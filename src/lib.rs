//! Shopping Cart Library
//!
//! A minimal in-memory shopping cart: an ordered list of line items that
//! only grows by appending.

// Domain modules
pub mod cart;

// Infrastructure
pub mod logging;

pub use cart::{Cart, CartError, CartItem};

**WORK INSTRUCTIONS**
Each record must be copied out exactly and in full.

**ANSWER TO THE PROBLEM**
filename src/lib.rs
//! Shopping Cart Library
//!
//! A minimal in-memory shopping cart: an ordered list of line items that
//! only grows by appending.

// Domain modules
pub mod cart;

// Infrastructure
pub mod logging;

pub use cart::{Cart, CartError, CartItem};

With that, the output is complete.